O-atom-transfer oxidation of [molybdenum(IV) oxo{3,6-(acylamino)2- 1,2-benzenedithiolato}2]2- promoted by intramolecular NH...S hydrogen bonds.

Novel molybdenum dithiolene compounds having neighboring amide groups as models for molybdoenzymes, (NEt(4))(2)[Mo(IV)O{1,2-S(2)-3,6-(RCONH)(2)C(6)H(2)}(2)] (R = CH(3), CF(3), t-Bu, Ph(3)C), were designed and synthesized. The contributions of the NH...S hydrogen bond to the electrochemical properties of the metal ion and the reactivity of the O-atom-transfer reaction were investigated by a comparison with [Mo(IV)O(1,2-S(2)C(6)H(4))(2)](2)(-).

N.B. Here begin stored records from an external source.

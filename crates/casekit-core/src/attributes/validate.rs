//! Advisory validation of custom-attribute documents supplied as text.
//!
//! Validation never fails hard: a document that parses is always returned
//! alongside any diagnostics, and only a JSON syntax error yields no
//! document. Callers decide whether diagnostics block a save, see
//! [`ValidationReport::into_schema`].

use serde_json::{Map, Value as JsonValue};
use tracing::debug;

use crate::error::{Error, Result};
use crate::models::{AttributeSchema, FieldType};

/// Parsed document and the issues found in it.
#[derive(Debug, Clone, PartialEq)]
pub struct ValidationReport {
    /// `None` only when the input is not a JSON object.
    pub schema: Option<Map<String, JsonValue>>,
    pub diagnostics: Vec<String>,
}

impl ValidationReport {
    pub fn is_valid(&self) -> bool {
        self.schema.is_some() && self.diagnostics.is_empty()
    }

    /// Convert a clean report into a typed schema.
    ///
    /// # Errors
    ///
    /// `InvalidInput` listing every diagnostic if the report is not clean.
    pub fn into_schema(self) -> Result<AttributeSchema> {
        match self.schema {
            Some(map) if self.diagnostics.is_empty() => {
                Ok(serde_json::from_value(JsonValue::Object(map))?)
            }
            _ => Err(Error::InvalidInput(format!(
                "{} validation issue(s): {}",
                self.diagnostics.len(),
                self.diagnostics.join("; ")
            ))),
        }
    }
}

/// Validate a custom-attribute document.
pub fn validate_attribute(raw: &str) -> ValidationReport {
    let parsed: JsonValue = match serde_json::from_str(raw) {
        Ok(v) => v,
        Err(e) => {
            return ValidationReport {
                schema: None,
                diagnostics: vec![e.to_string()],
            }
        }
    };

    let document = match parsed {
        JsonValue::Object(map) => map,
        other => {
            return ValidationReport {
                schema: None,
                diagnostics: vec![format!(
                    "attribute document must be a JSON object, but got {}",
                    json_type_name(&other)
                )],
            }
        }
    };

    let mut diagnostics = Vec::new();

    for (tab, fields) in &document {
        let Some(fields) = fields.as_object() else {
            diagnostics.push(format!(
                "{} must be an object of fields, but got {}",
                tab,
                json_type_name(fields)
            ));
            continue;
        };

        for (field, spec) in fields {
            match spec.as_object() {
                Some(spec) => check_field(tab, field, spec, &mut diagnostics),
                None => diagnostics.push(format!(
                    "{} -> {} must be an object, but got {}",
                    tab,
                    field,
                    json_type_name(spec)
                )),
            }
        }
    }

    debug!(
        subsystem = "attributes",
        component = "validator",
        op = "validate",
        tabs = document.len(),
        diagnostic_count = diagnostics.len(),
        "Validated attribute document"
    );

    ValidationReport {
        schema: Some(document),
        diagnostics,
    }
}

fn check_field(tab: &str, field: &str, spec: &Map<String, JsonValue>, out: &mut Vec<String>) {
    let Some(type_tag) = spec.get("type").filter(|tag| !is_falsy(tag)) else {
        out.push(format!("{}::{} is missing mandatory \"type\" tag", tab, field));
        return;
    };

    let type_name = match type_tag {
        JsonValue::String(s) => s.clone(),
        other => other.to_string(),
    };
    let Some(field_type) = type_tag.as_str().and_then(FieldType::from_tag) else {
        out.push(format!(
            "{} -> {}, unknown field type \"{}\"",
            tab, field, type_name
        ));
        return;
    };

    let value = present(spec, "value");

    if field_type.is_input() {
        match present(spec, "mandatory") {
            None => out.push(format!(
                "{} -> {} of type {} is missing mandatory \"mandatory\" tag",
                tab, field, field_type
            )),
            Some(JsonValue::Bool(_)) => {}
            Some(other) => out.push(format!(
                "{} -> {} -> \"mandatory\" expects a value of type bool, but got {}",
                tab,
                field,
                json_type_name(other)
            )),
        }
    }

    if value.is_none() {
        out.push(format!(
            "{} -> {} of type {} is missing mandatory \"value\" tag",
            tab, field, field_type
        ));
    }

    if field_type == FieldType::InputCheckbox && !value.is_some_and(JsonValue::is_boolean) {
        out.push(format!(
            "{} -> {} of type {} expects a value of type bool, but got {}",
            tab,
            field,
            field_type,
            value.map_or("null", json_type_name)
        ));
    }
}

/// `null`, `false`, zero, and empty strings, arrays and objects.
fn is_falsy(value: &JsonValue) -> bool {
    match value {
        JsonValue::Null => true,
        JsonValue::Bool(b) => !b,
        JsonValue::Number(n) => n.as_f64() == Some(0.0),
        JsonValue::String(s) => s.is_empty(),
        JsonValue::Array(a) => a.is_empty(),
        JsonValue::Object(o) => o.is_empty(),
    }
}

/// A key counts as present when it exists and is not `null`.
fn present<'a>(spec: &'a Map<String, JsonValue>, key: &str) -> Option<&'a JsonValue> {
    spec.get(key).filter(|v| !v.is_null())
}

fn json_type_name(value: &JsonValue) -> &'static str {
    match value {
        JsonValue::Null => "null",
        JsonValue::Bool(_) => "bool",
        JsonValue::Number(_) => "number",
        JsonValue::String(_) => "string",
        JsonValue::Array(_) => "array",
        JsonValue::Object(_) => "object",
    }
}
//! # casekit-db
//!
//! PostgreSQL storage layer for casekit.
//!
//! This crate provides:
//! - Connection pool management
//! - Repository implementations for administered default schemas and for
//!   the custom attributes of case objects
//! - Embedded schema migrations (feature `migrations`)
//!
//! ## Example
//!
//! ```rust,ignore
//! use casekit_db::{Database, ObjectType};
//!
//! #[tokio::main]
//! async fn main() -> Result<(), Box<dyn std::error::Error>> {
//!     let db = Database::connect("postgres://localhost/casekit").await?;
//!     db.migrate().await?;
//!
//!     let report = db.reconciler().reconcile_all(ObjectType::Ioc).await?;
//!     println!("updated {} of {} IOCs", report.updated, report.scanned);
//!     Ok(())
//! }
//! ```
pub mod custom_attributes;
pub mod objects;
pub mod pool;

// Test fixtures for integration tests
// Note: Always compiled so integration tests (in tests/) can use DEFAULT_TEST_DATABASE_URL
pub mod test_fixtures;

use std::sync::Arc;

// Re-export core types
pub use casekit_core::*;

pub use custom_attributes::PgCustomAttributeRepository;
pub use objects::PgAttributedObjectRepository;
pub use pool::{create_pool, create_pool_with_config, log_pool_metrics, PoolConfig};

/// Combined database context with all repositories.
#[derive(Clone)]
pub struct Database {
    /// The underlying connection pool.
    pub pool: sqlx::Pool<sqlx::Postgres>,
    /// Administered default schemas.
    pub custom_attributes: PgCustomAttributeRepository,
    /// Custom attributes of case objects.
    pub objects: PgAttributedObjectRepository,
}

impl Database {
    /// Create a new Database instance from a connection pool.
    pub fn new(pool: sqlx::Pool<sqlx::Postgres>) -> Self {
        Self {
            custom_attributes: PgCustomAttributeRepository::new(pool.clone()),
            objects: PgAttributedObjectRepository::new(pool.clone()),
            pool,
        }
    }

    /// Create a new Database instance by connecting to the given URL.
    pub async fn connect(url: &str) -> Result<Self> {
        let pool = create_pool(url).await?;
        Ok(Self::new(pool))
    }

    /// Create with custom pool configuration.
    pub async fn connect_with_config(url: &str, config: PoolConfig) -> Result<Self> {
        let pool = create_pool_with_config(url, config).await?;
        Ok(Self::new(pool))
    }

    /// Run pending migrations.
    #[cfg(feature = "migrations")]
    pub async fn migrate(&self) -> Result<()> {
        sqlx::migrate!("../../migrations")
            .run(&self.pool)
            .await
            .map_err(|e| Error::Database(sqlx::Error::Migrate(Box::new(e))))?;
        Ok(())
    }

    /// Get the underlying connection pool.
    pub fn pool(&self) -> &sqlx::Pool<sqlx::Postgres> {
        &self.pool
    }

    /// Attribute reconciler backed by this database.
    pub fn reconciler(&self) -> AttributeReconciler {
        AttributeReconciler::new(
            Arc::new(self.custom_attributes.clone()),
            Arc::new(self.objects.clone()),
        )
    }
}
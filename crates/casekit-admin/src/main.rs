//! casekit-admin: operator CLI for custom-attribute maintenance.
//!
//! Runs schema migrations, reconciliation batches, value merges, and
//! default-schema administration against the case database. Results are
//! printed to stdout as JSON; logs go to stderr (see [`config`]).

mod commands;
mod config;
mod telemetry;

use std::path::PathBuf;
use std::process::ExitCode;

use clap::{Parser, Subcommand};
use tracing::{error, info};

use crate::config::AdminConfig;

#[derive(Parser)]
#[command(name = "casekit-admin")]
#[command(author, version, about = "Custom-attribute maintenance for casekit")]
#[command(propagate_version = true)]
struct Cli {
    /// Database URL (overrides DATABASE_URL)
    #[arg(long, global = true)]
    database_url: Option<String>,

    #[command(subcommand)]
    command: Commands,
}

#[derive(Subcommand)]
enum Commands {
    /// Apply pending schema migrations
    Migrate,

    /// Bring stored custom attributes in line with the defaults
    Reconcile {
        /// Object type (ioc, event, asset, task, note, evidence); all types if omitted
        object_type: Option<String>,
    },

    /// Check a custom-attribute document without touching the database
    Validate {
        /// Document to check ("-" for stdin)
        input: PathBuf,
    },

    /// Write values into an object's custom attributes
    Merge {
        /// Object type of the target
        #[arg(short = 't', long = "type")]
        object_type: String,

        /// Object id; fills a copy of the default template when omitted
        #[arg(short, long)]
        id: Option<i64>,

        /// JSON values, tab -> field -> value ("-" for stdin)
        input: PathBuf,
    },

    /// Administer default custom attributes
    #[command(subcommand)]
    Defaults(DefaultsCommand),
}

#[derive(Subcommand)]
enum DefaultsCommand {
    /// List every administered default
    List,

    /// Print the default schema of one object type
    Show {
        object_type: String,
    },

    /// Validate a document and store it as the default
    Set {
        object_type: String,

        /// Document to store ("-" for stdin)
        input: PathBuf,

        /// Reconcile existing objects after storing
        #[arg(long)]
        reconcile: bool,
    },
}

#[tokio::main]
async fn main() -> ExitCode {
    let cli = Cli::parse();

    let config = match AdminConfig::from_env() {
        Ok(config) => config.with_database_url(cli.database_url.clone()),
        Err(e) => {
            eprintln!("Error: {:#}", e);
            return ExitCode::FAILURE;
        }
    };

    let _log_guard = telemetry::init(&config.log);

    info!(
        log_file = config.log.file.as_deref().unwrap_or("(stderr)"),
        "Logging initialized"
    );

    match run(cli.command, &config).await {
        Ok(code) => code,
        Err(e) => {
            error!(error = %format!("{:#}", e), "Command failed");
            eprintln!("Error: {:#}", e);
            ExitCode::FAILURE
        }
    }
}

async fn run(command: Commands, config: &AdminConfig) -> anyhow::Result<ExitCode> {
    match command {
        Commands::Validate { input } => commands::validate(&input),
        Commands::Migrate => commands::migrate(&commands::connect(config).await?).await,
        Commands::Reconcile { object_type } => {
            let db = commands::connect(config).await?;
            commands::reconcile(&db, object_type.as_deref()).await
        }
        Commands::Merge {
            object_type,
            id,
            input,
        } => {
            let db = commands::connect(config).await?;
            commands::merge(&db, &object_type, id, &input).await
        }
        Commands::Defaults(cmd) => {
            let db = commands::connect(config).await?;
            match cmd {
                DefaultsCommand::List => commands::list_defaults(&db).await,
                DefaultsCommand::Show { object_type } => {
                    commands::show_default(&db, &object_type).await
                }
                DefaultsCommand::Set {
                    object_type,
                    input,
                    reconcile,
                } => commands::set_default(&db, &object_type, &input, reconcile).await,
            }
        }
    }
}
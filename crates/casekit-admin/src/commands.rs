//! Command implementations.

use std::io::Read;
use std::path::Path;
use std::process::ExitCode;

use anyhow::Context;
use casekit_core::{validate_attribute, AttributeValues, ObjectType, ValidationReport};
use casekit_db::Database;
use serde_json::json;
use tracing::info;

use crate::config::AdminConfig;

pub async fn connect(config: &AdminConfig) -> anyhow::Result<Database> {
    Database::connect_with_config(&config.database_url, config.pool.clone())
        .await
        .context("connecting to the case database")
}

/// Read a file, or stdin when the path is `-`.
pub fn read_input(path: &Path) -> anyhow::Result<String> {
    if path == Path::new("-") {
        let mut buf = String::new();
        std::io::stdin()
            .read_to_string(&mut buf)
            .context("reading stdin")?;
        Ok(buf)
    } else {
        std::fs::read_to_string(path).with_context(|| format!("reading {}", path.display()))
    }
}

fn parse_object_type(tag: &str) -> anyhow::Result<ObjectType> {
    Ok(tag.parse::<ObjectType>()?)
}

/// Parse merge input: tab -> field -> value.
pub fn parse_values(raw: &str) -> anyhow::Result<AttributeValues> {
    serde_json::from_str(raw).context("merge input must be a JSON object of tabs -> fields -> values")
}

fn print_json(value: &impl serde::Serialize) -> anyhow::Result<()> {
    println!("{}", serde_json::to_string_pretty(value)?);
    Ok(())
}

/// JSON rendering of a validation report.
pub fn render_validation(report: &ValidationReport) -> serde_json::Value {
    json!({
        "valid": report.is_valid(),
        "diagnostics": report.diagnostics,
    })
}

pub fn validate(input: &Path) -> anyhow::Result<ExitCode> {
    let raw = read_input(input)?;
    let report = validate_attribute(&raw);
    print_json(&render_validation(&report))?;

    Ok(if report.is_valid() {
        ExitCode::SUCCESS
    } else {
        ExitCode::FAILURE
    })
}

pub async fn migrate(db: &Database) -> anyhow::Result<ExitCode> {
    db.migrate().await.context("running migrations")?;
    info!(subsystem = "admin", op = "migrate", "Migrations applied");
    Ok(ExitCode::SUCCESS)
}

pub async fn reconcile(db: &Database, object_type: Option<&str>) -> anyhow::Result<ExitCode> {
    let reconciler = db.reconciler();
    let reports = match object_type {
        Some(tag) => vec![reconciler.reconcile_all(parse_object_type(tag)?).await?],
        None => reconciler.reconcile_every().await?,
    };
    print_json(&reports)?;
    Ok(ExitCode::SUCCESS)
}

pub async fn merge(
    db: &Database,
    object_type: &str,
    id: Option<i64>,
    input: &Path,
) -> anyhow::Result<ExitCode> {
    let object_type = parse_object_type(object_type)?;
    let data = parse_values(&read_input(input)?)?;

    let result = db
        .reconciler()
        .merge_values(&data, id, object_type)
        .await?;
    print_json(&result)?;
    Ok(ExitCode::SUCCESS)
}

pub async fn list_defaults(db: &Database) -> anyhow::Result<ExitCode> {
    print_json(&db.reconciler().list_defaults().await?)?;
    Ok(ExitCode::SUCCESS)
}

pub async fn show_default(db: &Database, object_type: &str) -> anyhow::Result<ExitCode> {
    let object_type = parse_object_type(object_type)?;
    print_json(&db.reconciler().default_schema(object_type).await?)?;
    Ok(ExitCode::SUCCESS)
}

pub async fn set_default(
    db: &Database,
    object_type: &str,
    input: &Path,
    reconcile: bool,
) -> anyhow::Result<ExitCode> {
    let object_type = parse_object_type(object_type)?;
    let raw = read_input(input)?;
    let reconciler = db.reconciler();

    let definition = reconciler.update_default(object_type, &raw).await?;
    let report = if reconcile {
        Some(reconciler.reconcile_all(object_type).await?)
    } else {
        None
    };

    print_json(&json!({
        "definition": definition,
        "reconciled": report,
    }))?;
    Ok(ExitCode::SUCCESS)
}
//! Default custom-attribute schema repository implementation.

use async_trait::async_trait;
use sqlx::postgres::PgRow;
use sqlx::types::Json;
use sqlx::{Pool, Postgres, Row};
use tracing::debug;

use casekit_core::{
    AttributeSchema, CustomAttributeDefinition, CustomAttributeRepository, Error, ObjectType,
    Result,
};

/// PostgreSQL implementation of CustomAttributeRepository.
#[derive(Clone)]
pub struct PgCustomAttributeRepository {
    pool: Pool<Postgres>,
}

impl PgCustomAttributeRepository {
    /// Create a new PgCustomAttributeRepository with the given connection pool.
    pub fn new(pool: Pool<Postgres>) -> Self {
        Self { pool }
    }

    fn map_row(row: &PgRow) -> Result<CustomAttributeDefinition> {
        let tag: String = row.get("attribute_for");
        let Json(content) = row
            .try_get::<Json<AttributeSchema>, _>("attribute_content")
            .map_err(|e| {
                Error::Serialization(format!("custom_attributes for {}: {}", tag, e))
            })?;

        Ok(CustomAttributeDefinition {
            id: row.get("attribute_id"),
            object_type: tag.parse()?,
            display_name: row.get("attribute_display_name"),
            description: row.get("attribute_description"),
            content,
            updated_at: row.get("updated_at"),
        })
    }
}

#[async_trait]
impl CustomAttributeRepository for PgCustomAttributeRepository {
    async fn get_default(&self, object_type: ObjectType) -> Result<Option<AttributeSchema>> {
        Ok(self
            .get_definition(object_type)
            .await?
            .map(|def| def.content))
    }

    async fn get_definition(
        &self,
        object_type: ObjectType,
    ) -> Result<Option<CustomAttributeDefinition>> {
        let row = sqlx::query(
            r#"
            SELECT attribute_id, attribute_display_name, attribute_description,
                   attribute_for, attribute_content, updated_at
            FROM custom_attributes
            WHERE attribute_for = $1
            "#,
        )
        .bind(object_type.as_str())
        .fetch_optional(&self.pool)
        .await
        .map_err(Error::Database)?;

        row.as_ref().map(Self::map_row).transpose()
    }

    async fn set_default(
        &self,
        object_type: ObjectType,
        content: &AttributeSchema,
    ) -> Result<CustomAttributeDefinition> {
        let row = sqlx::query(
            r#"
            INSERT INTO custom_attributes
                (attribute_display_name, attribute_for, attribute_content)
            VALUES ($1, $2, $3)
            ON CONFLICT (attribute_for) DO UPDATE
                SET attribute_content = EXCLUDED.attribute_content,
                    updated_at = NOW()
            RETURNING attribute_id, attribute_display_name, attribute_description,
                      attribute_for, attribute_content, updated_at
            "#,
        )
        .bind(object_type.display_name())
        .bind(object_type.as_str())
        .bind(Json(content))
        .fetch_one(&self.pool)
        .await
        .map_err(Error::Database)?;

        debug!(
            subsystem = "database",
            component = "custom_attribute_repo",
            op = "set_default",
            object_type = %object_type,
            "Stored default custom attributes"
        );

        Self::map_row(&row)
    }

    async fn list_definitions(&self) -> Result<Vec<CustomAttributeDefinition>> {
        let rows = sqlx::query(
            r#"
            SELECT attribute_id, attribute_display_name, attribute_description,
                   attribute_for, attribute_content, updated_at
            FROM custom_attributes
            ORDER BY attribute_id
            "#,
        )
        .fetch_all(&self.pool)
        .await
        .map_err(Error::Database)?;

        rows.iter().map(Self::map_row).collect()
    }
}
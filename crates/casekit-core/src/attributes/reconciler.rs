//! Repository-backed reconciliation and merge of custom attributes.
//!
//! ## Write discipline
//!
//! - `reconcile_all` saves each modified object on its own. A failure
//!   partway through leaves earlier objects migrated and later ones
//!   untouched; there is no run-wide rollback.
//! - Objects whose document did not change are never written, which makes
//!   repeated runs against an unchanged default free of writes.
//! - `merge_values` without a live object works on a clone of the default
//!   and never persists it.

use std::sync::Arc;
use std::time::Instant;

use serde::Serialize;
use tracing::{debug, error, info};
use uuid::Uuid;

use crate::attributes::merge::{merge_into_object, merge_into_template};
use crate::attributes::reconcile::reconcile_schema;
use crate::attributes::validate::validate_attribute;
use crate::error::{Error, Result};
use crate::models::{AttributeSchema, AttributeValues, CustomAttributeDefinition, ObjectType};
use crate::traits::{AttributedObjectRepository, CustomAttributeRepository};

/// Outcome of one reconciliation batch.
#[derive(Debug, Clone, PartialEq, Eq, Serialize)]
pub struct ReconcileReport {
    pub object_type: ObjectType,
    /// Objects loaded.
    pub scanned: usize,
    /// Objects written.
    pub updated: usize,
}

/// Which document a merge was applied to.
#[derive(Debug, Clone, Copy, PartialEq, Eq, Serialize)]
#[serde(tag = "kind", content = "id", rename_all = "snake_case")]
pub enum MergeTarget {
    /// A stored object, by primary key.
    Object(i64),
    /// A transient copy of the default schema.
    Template,
}

/// Outcome of [`AttributeReconciler::merge_values`].
#[derive(Debug, Clone, PartialEq, Serialize)]
pub struct MergeResult {
    pub target: MergeTarget,
    /// The object's full current document, or the filled-in template.
    pub schema: AttributeSchema,
    pub diagnostics: Vec<String>,
    /// Whether a write was issued.
    pub persisted: bool,
}

/// Service reconciling stored custom attributes with their defaults.
#[derive(Clone)]
pub struct AttributeReconciler {
    defaults: Arc<dyn CustomAttributeRepository>,
    objects: Arc<dyn AttributedObjectRepository>,
}

impl AttributeReconciler {
    pub fn new(
        defaults: Arc<dyn CustomAttributeRepository>,
        objects: Arc<dyn AttributedObjectRepository>,
    ) -> Self {
        Self { defaults, objects }
    }

    /// Fetch the default schema for a type.
    ///
    /// The returned document is an owned copy; mutating it does not affect
    /// the administered default.
    pub async fn default_schema(&self, object_type: ObjectType) -> Result<AttributeSchema> {
        self.defaults
            .get_default(object_type)
            .await?
            .ok_or(Error::DefaultSchemaNotFound(object_type))
    }

    /// List every administered default.
    pub async fn list_defaults(&self) -> Result<Vec<CustomAttributeDefinition>> {
        self.defaults.list_definitions().await
    }

    /// Bring every stored object of `object_type` in line with the default.
    pub async fn reconcile_all(&self, object_type: ObjectType) -> Result<ReconcileReport> {
        let start = Instant::now();
        let run_id = Uuid::now_v7();

        let objects = self.objects.list_all(object_type).await?;
        let default = self.default_schema(object_type).await?;

        info!(
            subsystem = "attributes",
            component = "reconciler",
            op = "reconcile_all",
            run_id = %run_id,
            object_type = %object_type,
            scanned = objects.len(),
            "Migrating custom attributes"
        );

        let mut report = ReconcileReport {
            object_type,
            scanned: objects.len(),
            updated: 0,
        };

        for mut obj in objects {
            if !reconcile_schema(&mut obj.custom_attributes, &default) {
                continue;
            }

            let Some(schema) = obj.custom_attributes.as_ref() else {
                continue;
            };

            if let Err(e) = self.objects.save(object_type, obj.id, schema).await {
                error!(
                    subsystem = "attributes",
                    component = "reconciler",
                    op = "reconcile_all",
                    run_id = %run_id,
                    object_type = %object_type,
                    object_id = obj.id,
                    updated = report.updated,
                    error = %e,
                    "Reconciliation aborted; earlier objects keep their update"
                );
                return Err(e);
            }

            report.updated += 1;
            debug!(
                run_id = %run_id,
                object_type = %object_type,
                object_id = obj.id,
                "Custom attributes updated"
            );
        }

        info!(
            subsystem = "attributes",
            component = "reconciler",
            op = "reconcile_all",
            run_id = %run_id,
            object_type = %object_type,
            scanned = report.scanned,
            updated = report.updated,
            duration_ms = start.elapsed().as_millis() as u64,
            "Custom attribute migration complete"
        );

        Ok(report)
    }

    /// Run [`Self::reconcile_all`] for every object type, stopping at the first error.
    pub async fn reconcile_every(&self) -> Result<Vec<ReconcileReport>> {
        let mut reports = Vec::with_capacity(ObjectType::ALL.len());
        for object_type in ObjectType::ALL {
            reports.push(self.reconcile_all(object_type).await?);
        }
        Ok(reports)
    }

    /// Write submitted values into an object's document.
    ///
    /// With an `object_id` that resolves, only changed values are written and
    /// the object is saved if anything changed. Otherwise the values are
    /// applied to a copy of the default schema, which is returned unsaved.
    pub async fn merge_values(
        &self,
        data: &AttributeValues,
        object_id: Option<i64>,
        object_type: ObjectType,
    ) -> Result<MergeResult> {
        let existing = match object_id {
            Some(id) => self.objects.get(object_type, id).await?,
            None => None,
        };

        let Some(obj) = existing else {
            if let Some(id) = object_id {
                debug!(
                    object_type = %object_type,
                    object_id = id,
                    "Object not found, merging into default template"
                );
            }
            let mut template = self.default_schema(object_type).await?;
            let outcome = merge_into_template(&mut template, data, object_type);
            return Ok(MergeResult {
                target: MergeTarget::Template,
                schema: template,
                diagnostics: outcome.diagnostics,
                persisted: false,
            });
        };

        let mut schema = obj.custom_attributes.unwrap_or_default();
        let outcome = merge_into_object(&mut schema, data, object_type);

        if outcome.modified {
            self.objects.save(object_type, obj.id, &schema).await?;
        }

        debug!(
            subsystem = "attributes",
            component = "reconciler",
            op = "merge_values",
            object_type = %object_type,
            object_id = obj.id,
            persisted = outcome.modified,
            diagnostic_count = outcome.diagnostics.len(),
            "Merged custom attribute values"
        );

        Ok(MergeResult {
            target: MergeTarget::Object(obj.id),
            schema,
            diagnostics: outcome.diagnostics,
            persisted: outcome.modified,
        })
    }

    /// Validate `raw` and store it as the default schema for `object_type`.
    ///
    /// # Errors
    ///
    /// `InvalidInput` if validation produced any diagnostic; nothing is stored.
    pub async fn update_default(
        &self,
        object_type: ObjectType,
        raw: &str,
    ) -> Result<CustomAttributeDefinition> {
        let schema = validate_attribute(raw).into_schema()?;
        let definition = self.defaults.set_default(object_type, &schema).await?;

        info!(
            subsystem = "attributes",
            component = "reconciler",
            op = "update_default",
            object_type = %object_type,
            tabs = schema.len(),
            "Default custom attributes updated"
        );

        Ok(definition)
    }
}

The MoOS(4) core of [Mo(IV)O{1,2-S(2)-3,6-(CH(3)CONH)(2)C(6)H(2)}(2)](2)(-) shows no significant geometrical difference from that of [Mo(IV)O(1,2-S(2)C(6)H(4))(2)](2)(-) in the crystal. The hydrogen bonds positively shifted the Mo(IV/V) redox potential and accelerated the reduction of Me(3)NO.